A lei que obriga as empresas a pagarem a mesma quantia a funcionários que desempenharem as mesmas funções, independente do seu gênero, entrou em vigor esse mês.
Um projeto em andamento no país prevê ainda que sejam estudadas outras medidas de promoção de igualdade de gênero implementadas pela Islândia.
De acordo com a nova legislação portuguesa, os empregadores terão que provar que os salários de homens e mulheres são equiparados. A Autoridade para as Condições do Trabalho (ACT) poderá realizar ações de inspeção para verificar que essas medidas estão sendo cumpridas.
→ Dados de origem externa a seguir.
//! Executable-side contracts: keyword types, loaded modules and loaders.

use crate::binder::hooks::{HookError, HookSet, ParseError};
use crate::binder::BindingError;
use crate::compile::ast::KeywordInvocation;
use crate::model::spec::{KeywordSpec, ModuleRef};
use crate::model::value::Value;
use crate::runtime::instance::KeywordInstance;
use crate::runtime::scope::ScopeFrame;
use log::{error, info};
use std::collections::BTreeMap;
use std::sync::Arc;
use std::time::Instant;
use uuid::Uuid;

/// Implementation of one keyword inside a loaded module.
///
/// `hooks()` declares which hook methods carry behavior; the engine only
/// calls hooks listed there and never probes the others.
pub trait KeywordType: Send + Sync {
    fn type_name(&self) -> &str;

    /// Resolves a keyword type declared inside this one.
    fn nested_type(&self, _name: &str) -> Option<Arc<dyn KeywordType>> {
        None
    }

    fn hooks(&self) -> HookSet {
        HookSet::empty()
    }

    fn pre_parse(&self, _keyword: &KeywordSpec) -> Result<Vec<ParseError>, HookError> {
        Ok(Vec::new())
    }

    fn post_parse(&self, _node: &KeywordInvocation) -> Result<Vec<ParseError>, HookError> {
        Ok(Vec::new())
    }

    fn semantic_check(&self, _node: &KeywordInvocation) -> Result<Vec<ParseError>, HookError> {
        Ok(Vec::new())
    }

    /// Runs when an invocation opens its scope. `ancestors` is the scope
    /// stack before this invocation was pushed, outermost first.
    fn enter_scope(
        &self,
        _instance: &KeywordInstance,
        _ancestors: &[ScopeFrame],
    ) -> Result<Value, HookError> {
        Ok(Value::Null)
    }

    /// Runs when an invocation closes its scope, after all of its children.
    fn leave_scope(
        &self,
        _frame: &ScopeFrame,
        _ancestors: &[ScopeFrame],
        _child_results: &[Option<Value>],
    ) -> Result<Value, HookError> {
        Ok(Value::Null)
    }
}

/// Executable representation of a module.
pub trait LoadedModule: Send + Sync {
    fn module(&self) -> &ModuleRef;

    /// Resolves a top-level keyword type by name.
    fn resolve_type(&self, name: &str) -> Option<Arc<dyn KeywordType>>;
}

/// Turns a module reference into its executable representation.
pub trait ModuleLoader {
    fn load(&self, module: &ModuleRef) -> Result<Arc<dyn LoadedModule>, BindingError>;
}

/// Memoizes loaded modules by identity so each is loaded at most once.
#[derive(Default)]
pub struct ModuleCache {
    loaded: BTreeMap<Uuid, Arc<dyn LoadedModule>>,
}

impl ModuleCache {
    pub fn new() -> Self {
        Self::default()
    }

    pub fn get_or_load(
        &mut self,
        loader: &dyn ModuleLoader,
        module: &ModuleRef,
    ) -> Result<Arc<dyn LoadedModule>, BindingError> {
        if let Some(loaded) = self.loaded.get(&module.id) {
            return Ok(Arc::clone(loaded));
        }

        let started_at = Instant::now();
        match loader.load(module) {
            Ok(loaded) => {
                info!(
                    "event=module_load module=binder status=ok target={} duration_ms={}",
                    module,
                    started_at.elapsed().as_millis()
                );
                self.loaded.insert(module.id, Arc::clone(&loaded));
                Ok(loaded)
            }
            Err(err) => {
                error!(
                    "event=module_load module=binder status=error target={} duration_ms={} error={}",
                    module,
                    started_at.elapsed().as_millis(),
                    err
                );
                Err(err)
            }
        }
    }

    pub fn contains(&self, module: &ModuleRef) -> bool {
        self.loaded.contains_key(&module.id)
    }

    pub fn len(&self) -> usize {
        self.loaded.len()
    }

    pub fn is_empty(&self) -> bool {
        self.loaded.is_empty()
    }
}
//! Compilation of keyword invocations into executable fragments.
//!
//! # Responsibility
//! - Define the AST contract the host parser hands to the keyword engine.
//! - Bind invocation arguments through a pluggable parameter binder.
//! - Emit a fragment per body mode that drives the scope engine.
//!
//! # Invariants
//! - Compile errors carry the source span of the offending node and never
//!   yield a partial fragment.
//! - A keyword without scope hooks emits no scope instructions.
//! - Parse-hook errors propagate unchanged.

pub mod ast;
pub mod dispatcher;
pub mod error;
pub mod fragment;
pub mod params;

pub use ast::{CommandElement, Expr, HashtableEntry, KeywordInvocation, ScriptBlock, SourceSpan, Statement};
pub use dispatcher::KeywordCompiler;
pub use error::{CompileError, CompileResult, InvocationError, InvocationErrorKind};
pub use fragment::{ArgumentPlan, Fragment, Instruction, Operand, PropertyPlan};
pub use params::{BoundArguments, ParameterBinder, StaticParameterBinder};
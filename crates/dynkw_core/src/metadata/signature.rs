//! Type-signature decoding.

/// Decodes a raw metadata type signature to the engine's type name.
///
/// Well-known primitives map to short names (`System.Int32` -> `int`); other
/// types keep their simple name (`Contoso.Widget+Shape` -> `Shape`). Array
/// ranks are preserved as `[]` suffixes.
pub fn decode_type_name(raw: &str) -> String {
    let trimmed = raw.trim();
    if let Some(element) = trimmed.strip_suffix("[]") {
        return format!("{}[]", decode_type_name(element));
    }

    let short = match trimmed {
        "System.String" => Some("string"),
        "System.Int32" | "System.Int64" | "System.Int16" | "System.UInt32" | "System.Byte" => {
            Some("int")
        }
        "System.Boolean" => Some("bool"),
        "System.Management.Automation.SwitchParameter" => Some("switch"),
        "System.Collections.Hashtable" => Some("hashtable"),
        "System.Object" => Some("object"),
        _ => None,
    };
    if let Some(short) = short {
        return short.to_string();
    }

    simple_name(trimmed).to_string()
}

/// Last segment of a dotted / `+`-nested type name.
pub fn simple_name(name: &str) -> &str {
    name.rsplit(['.', '+']).next().unwrap_or(name)
}

#[cfg(test)]
mod tests {
    use super::{decode_type_name, simple_name};

    #[test]
    fn decodes_primitives_and_arrays() {
        assert_eq!(decode_type_name("System.String"), "string");
        assert_eq!(decode_type_name("System.Int32[]"), "int[]");
        assert_eq!(decode_type_name("System.Boolean"), "bool");
    }

    #[test]
    fn keeps_simple_name_for_user_types() {
        assert_eq!(decode_type_name("Contoso.Widget+Shape"), "Shape");
        assert_eq!(decode_type_name("Shape"), "Shape");
        assert_eq!(simple_name("Contoso.Dsl.Keyword"), "Keyword");
    }
}
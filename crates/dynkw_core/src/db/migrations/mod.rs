//! Metadata store schema migrations.
//!
//! # Invariants
//! - `version` values are strictly increasing.
//! - The applied version is mirrored to `PRAGMA user_version`.
//! - All pending migrations apply in one transaction.

use crate::db::{DbError, DbResult};
use rusqlite::Connection;

#[derive(Debug, Clone, Copy)]
struct Migration {
    version: u32,
    sql: &'static str,
}

const MIGRATIONS: &[Migration] = &[Migration {
    version: 1,
    sql: include_str!("0001_metadata.sql"),
}];

/// Latest schema version this build understands.
pub fn latest_version() -> u32 {
    MIGRATIONS.last().map_or(0, |migration| migration.version)
}

/// Brings the store schema up to `latest_version()`.
///
/// Stores written by a newer build are rejected rather than read with a
/// schema this build does not know.
pub fn apply_migrations(conn: &mut Connection) -> DbResult<()> {
    let store_version = schema_version(conn)?;
    let latest = latest_version();

    if store_version > latest {
        return Err(DbError::UnsupportedSchemaVersion {
            store_version,
            latest_supported: latest,
        });
    }

    let pending: Vec<&Migration> = MIGRATIONS
        .iter()
        .filter(|migration| migration.version > store_version)
        .collect();
    if pending.is_empty() {
        return Ok(());
    }

    let tx = conn.transaction()?;
    for migration in pending {
        tx.execute_batch(migration.sql)?;
        tx.pragma_update(None, "user_version", migration.version)?;
    }
    tx.commit()?;
    Ok(())
}

/// Current `PRAGMA user_version` of the store.
pub fn schema_version(conn: &Connection) -> DbResult<u32> {
    Ok(conn.query_row("PRAGMA user_version;", [], |row| row.get::<_, u32>(0))?)
}

#[cfg(test)]
mod tests {
    use super::{apply_migrations, latest_version, schema_version};
    use crate::db::DbError;
    use rusqlite::Connection;

    #[test]
    fn fresh_store_reaches_latest_version_and_reapply_is_noop() {
        let mut conn = Connection::open_in_memory().expect("in-memory connection");
        apply_migrations(&mut conn).expect("first apply");
        apply_migrations(&mut conn).expect("second apply");
        assert_eq!(
            schema_version(&conn).expect("version readable"),
            latest_version()
        );
    }

    #[test]
    fn newer_store_is_rejected() {
        let mut conn = Connection::open_in_memory().expect("in-memory connection");
        conn.pragma_update(None, "user_version", latest_version() + 1)
            .expect("bump version");
        let err = apply_migrations(&mut conn).expect_err("newer schema must fail");
        assert!(matches!(err, DbError::UnsupportedSchemaVersion { .. }));
    }
}
//! Keyword specification model and runtime values.
//!
//! # Responsibility
//! - Define the static description of discovered keywords.
//! - Define values and type constraints shared by compile and run time.
//!
//! # Invariants
//! - Specs are immutable after discovery; only runtime info is attached later.

pub mod spec;
pub mod value;
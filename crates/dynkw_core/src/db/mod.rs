//! SQLite-backed module metadata store.
//!
//! # Responsibility
//! - Open and configure metadata store connections.
//! - Apply the store schema in deterministic order.
//! - Write module metadata produced at module-build time.
//!
//! # Invariants
//! - Schema version is tracked via `PRAGMA user_version`.
//! - Nothing reads or writes metadata before migrations succeed.
//! - A module is written all-or-nothing; rewriting replaces it wholesale.

use std::error::Error;
use std::fmt::{Display, Formatter};

pub mod migrations;
mod open;
mod writer;

pub use open::{open_db, open_db_in_memory};
pub use writer::{delete_module_metadata, write_module_metadata};

pub type DbResult<T> = Result<T, DbError>;

#[derive(Debug)]
pub enum DbError {
    Sqlite(rusqlite::Error),
    UnsupportedSchemaVersion {
        store_version: u32,
        latest_supported: u32,
    },
}

impl Display for DbError {
    fn fmt(&self, f: &mut Formatter<'_>) -> std::fmt::Result {
        match self {
            Self::Sqlite(err) => write!(f, "{err}"),
            Self::UnsupportedSchemaVersion {
                store_version,
                latest_supported,
            } => write!(
                f,
                "metadata store schema version {store_version} is newer than supported {latest_supported}"
            ),
        }
    }
}

impl Error for DbError {
    fn source(&self) -> Option<&(dyn Error + 'static)> {
        match self {
            Self::Sqlite(err) => Some(err),
            Self::UnsupportedSchemaVersion { .. } => None,
        }
    }
}

impl From<rusqlite::Error> for DbError {
    fn from(value: rusqlite::Error) -> Self {
        Self::Sqlite(value)
    }
}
As empresas que violem essas condições serão multadas.

A partir de agosto deste ano, uma segunda fase da iniciativa permitirá que trabalhadoras que desconfiem ser vítimas de diferença salarial possam solicitar um parecer à Comissão para a Igualdade no Trabalho e no Emprego.
Um estudo realizado em Portugal aponta que as mulheres ganham em média 18,3% a menos do que os homens, o que representa uma diferença de 225 euros mensais no orçamento feminino. No Brasil, elas ainda ganham menos do que seus colegas do sexo masculino em todos os cargos – no final do mês, funcionários homens levam em média R$ 489 a mais para casa, segundo uma pesquisa de 2017.